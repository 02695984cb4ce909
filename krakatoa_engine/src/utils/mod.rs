/// Generic helpers shared by the frame, resource and camera modules

pub mod ring_slot_set;

pub use ring_slot_set::RingSlotSet;
/// Graphics pipelines for the three draw kinds
///
/// Every pipeline renders into the swapchain render pass with dynamic
/// viewport and scissor and no depth attachment. The kind picks the rest:
///
/// | kind             | vertex input | cull | blend          | set 0   |
/// |------------------|--------------|------|----------------|---------|
/// | Opaque           | MeshVertex   | back | off            | uniform |
/// | Translucent      | MeshVertex   | none | src alpha over | uniform |
/// | CameraBackground | none         | none | off            | planes  |

use ash::vk;
use krakatoa_engine::krakatoa::gpu::{PipelineDesc, PipelineKind};
use krakatoa_engine::krakatoa::resource::MeshVertex;
use krakatoa_engine::krakatoa::{Error, Result};
use krakatoa_engine::{engine_bail, engine_err, engine_error};

use crate::vulkan_descriptors::SetLayoutKind;

/// Fixed-function choices that depend on the pipeline kind
#[derive(Debug, Clone, Copy, PartialEq, Eq)]
pub(crate) struct KindState {
    pub vertex_input: bool,
    pub cull_mode: vk::CullModeFlags,
    pub blend: bool,
    pub set_layout: SetLayoutKind,
}

impl KindState {
    pub(crate) fn for_kind(kind: PipelineKind) -> Self {
        match kind {
            PipelineKind::Opaque => Self {
                vertex_input: true,
                cull_mode: vk::CullModeFlags::BACK,
                blend: false,
                set_layout: SetLayoutKind::Uniform,
            },
            PipelineKind::Translucent => Self {
                vertex_input: true,
                cull_mode: vk::CullModeFlags::NONE,
                blend: true,
                set_layout: SetLayoutKind::Uniform,
            },
            PipelineKind::CameraBackground => Self {
                vertex_input: false,
                cull_mode: vk::CullModeFlags::NONE,
                blend: false,
                set_layout: SetLayoutKind::Plane,
            },
        }
    }

    pub(crate) fn blend_attachment(&self) -> vk::PipelineColorBlendAttachmentState {
        let attachment = vk::PipelineColorBlendAttachmentState::default()
            .color_write_mask(vk::ColorComponentFlags::RGBA)
            .blend_enable(self.blend);
        if !self.blend {
            return attachment;
        }
        attachment
            .src_color_blend_factor(vk::BlendFactor::SRC_ALPHA)
            .dst_color_blend_factor(vk::BlendFactor::ONE_MINUS_SRC_ALPHA)
            .color_blend_op(vk::BlendOp::ADD)
            .src_alpha_blend_factor(vk::BlendFactor::ONE)
            .dst_alpha_blend_factor(vk::BlendFactor::ZERO)
            .alpha_blend_op(vk::BlendOp::ADD)
    }
}

/// Binding 0, per vertex, laid out as [`MeshVertex`]
pub(crate) fn mesh_vertex_binding() -> vk::VertexInputBindingDescription {
    vk::VertexInputBindingDescription {
        binding: 0,
        stride: MeshVertex::STRIDE,
        input_rate: vk::VertexInputRate::VERTEX,
    }
}

/// Position, normal and uv at locations 0, 1 and 2
pub(crate) fn mesh_vertex_attributes() -> [vk::VertexInputAttributeDescription; 3] {
    [
        vk::VertexInputAttributeDescription {
            location: 0,
            binding: 0,
            format: vk::Format::R32G32B32_SFLOAT,
            offset: MeshVertex::POSITION_OFFSET,
        },
        vk::VertexInputAttributeDescription {
            location: 1,
            binding: 0,
            format: vk::Format::R32G32B32_SFLOAT,
            offset: MeshVertex::NORMAL_OFFSET,
        },
        vk::VertexInputAttributeDescription {
            location: 2,
            binding: 0,
            format: vk::Format::R32G32_SFLOAT,
            offset: MeshVertex::UV_OFFSET,
        },
    ]
}

/// Build a pipeline and its layout. The shader modules only live for the
/// duration of the call.
pub(crate) fn create_graphics_pipeline(
    device: &ash::Device,
    render_pass: vk::RenderPass,
    set_layout: vk::DescriptorSetLayout,
    desc: &PipelineDesc,
) -> Result<(vk::Pipeline, vk::PipelineLayout)> {
    if desc.vertex_spirv.is_empty() || desc.fragment_spirv.is_empty() {
        engine_bail!("krakatoa::vulkan", "Pipeline '{}' has empty shader bytecode", desc.name);
    }
    let state = KindState::for_kind(desc.kind);

    unsafe {
        let vertex_module = create_shader_module(device, &desc.vertex_spirv, &desc.name)?;
        let fragment_module = match create_shader_module(device, &desc.fragment_spirv, &desc.name) {
            Ok(module) => module,
            Err(e) => {
                device.destroy_shader_module(vertex_module, None);
                return Err(e);
            }
        };

        let result = build(device, render_pass, set_layout, &state, vertex_module, fragment_module, &desc.name);

        device.destroy_shader_module(vertex_module, None);
        device.destroy_shader_module(fragment_module, None);
        result
    }
}

unsafe fn build(
    device: &ash::Device,
    render_pass: vk::RenderPass,
    set_layout: vk::DescriptorSetLayout,
    state: &KindState,
    vertex_module: vk::ShaderModule,
    fragment_module: vk::ShaderModule,
    name: &str,
) -> Result<(vk::Pipeline, vk::PipelineLayout)> {
    let shader_stages = [
        vk::PipelineShaderStageCreateInfo::default()
            .stage(vk::ShaderStageFlags::VERTEX)
            .module(vertex_module)
            .name(c"main"),
        vk::PipelineShaderStageCreateInfo::default()
            .stage(vk::ShaderStageFlags::FRAGMENT)
            .module(fragment_module)
            .name(c"main"),
    ];

    let bindings = [mesh_vertex_binding()];
    let attributes = mesh_vertex_attributes();
    let vertex_input_state = if state.vertex_input {
        vk::PipelineVertexInputStateCreateInfo::default()
            .vertex_binding_descriptions(&bindings)
            .vertex_attribute_descriptions(&attributes)
    } else {
        vk::PipelineVertexInputStateCreateInfo::default()
    };

    let input_assembly_state = vk::PipelineInputAssemblyStateCreateInfo::default()
        .topology(vk::PrimitiveTopology::TRIANGLE_LIST)
        .primitive_restart_enable(false);

    // Viewport state (dynamic)
    let viewport_state = vk::PipelineViewportStateCreateInfo::default()
        .viewport_count(1)
        .scissor_count(1);

    let rasterization_state = vk::PipelineRasterizationStateCreateInfo::default()
        .depth_clamp_enable(false)
        .rasterizer_discard_enable(false)
        .polygon_mode(vk::PolygonMode::FILL)
        .line_width(1.0)
        .cull_mode(state.cull_mode)
        .front_face(vk::FrontFace::COUNTER_CLOCKWISE)
        .depth_bias_enable(false);

    let multisample_state = vk::PipelineMultisampleStateCreateInfo::default()
        .sample_shading_enable(false)
        .rasterization_samples(vk::SampleCountFlags::TYPE_1);

    let color_blend_attachment = state.blend_attachment();
    let color_blend_state = vk::PipelineColorBlendStateCreateInfo::default()
        .logic_op_enable(false)
        .attachments(std::slice::from_ref(&color_blend_attachment));

    let dynamic_states = [vk::DynamicState::VIEWPORT, vk::DynamicState::SCISSOR];
    let dynamic_state = vk::PipelineDynamicStateCreateInfo::default().dynamic_states(&dynamic_states);

    let set_layouts = [set_layout];
    let layout = device
        .create_pipeline_layout(&vk::PipelineLayoutCreateInfo::default().set_layouts(&set_layouts), None)
        .map_err(|e| engine_err!("krakatoa::vulkan", "Failed to create pipeline layout for '{}': {:?}", name, e))?;

    let pipeline_create_info = vk::GraphicsPipelineCreateInfo::default()
        .stages(&shader_stages)
        .vertex_input_state(&vertex_input_state)
        .input_assembly_state(&input_assembly_state)
        .viewport_state(&viewport_state)
        .rasterization_state(&rasterization_state)
        .multisample_state(&multisample_state)
        .color_blend_state(&color_blend_state)
        .dynamic_state(&dynamic_state)
        .layout(layout)
        .render_pass(render_pass)
        .subpass(0);

    match device.create_graphics_pipelines(vk::PipelineCache::null(), &[pipeline_create_info], None) {
        Ok(pipelines) => Ok((pipelines[0], layout)),
        Err((_, e)) => {
            device.destroy_pipeline_layout(layout, None);
            engine_error!("krakatoa::vulkan", "Failed to create graphics pipeline '{}': {:?}", name, e);
            Err(Error::BackendError(format!("Failed to create graphics pipeline '{}': {:?}", name, e)))
        }
    }
}

unsafe fn create_shader_module(device: &ash::Device, code: &[u32], name: &str) -> Result<vk::ShaderModule> {
    let create_info = vk::ShaderModuleCreateInfo::default().code(code);
    device
        .create_shader_module(&create_info, None)
        .map_err(|e| engine_err!("krakatoa::vulkan", "Failed to create shader module for '{}': {:?}", name, e))
}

WORK ITEM |
Beginning at the line that contains "name: &str) ->", reproduce every line down to the last line of the entries above, exactly and only those.

EXPECTED ANSWER |
unsafe fn create_shader_module(device: &ash::Device, code: &[u32], name: &str) -> Result<vk::ShaderModule> {
    let create_info = vk::ShaderModuleCreateInfo::default().code(code);
    device
        .create_shader_module(&create_info, None)
        .map_err(|e| engine_err!("krakatoa::vulkan", "Failed to create shader module for '{}': {:?}", name, e))
}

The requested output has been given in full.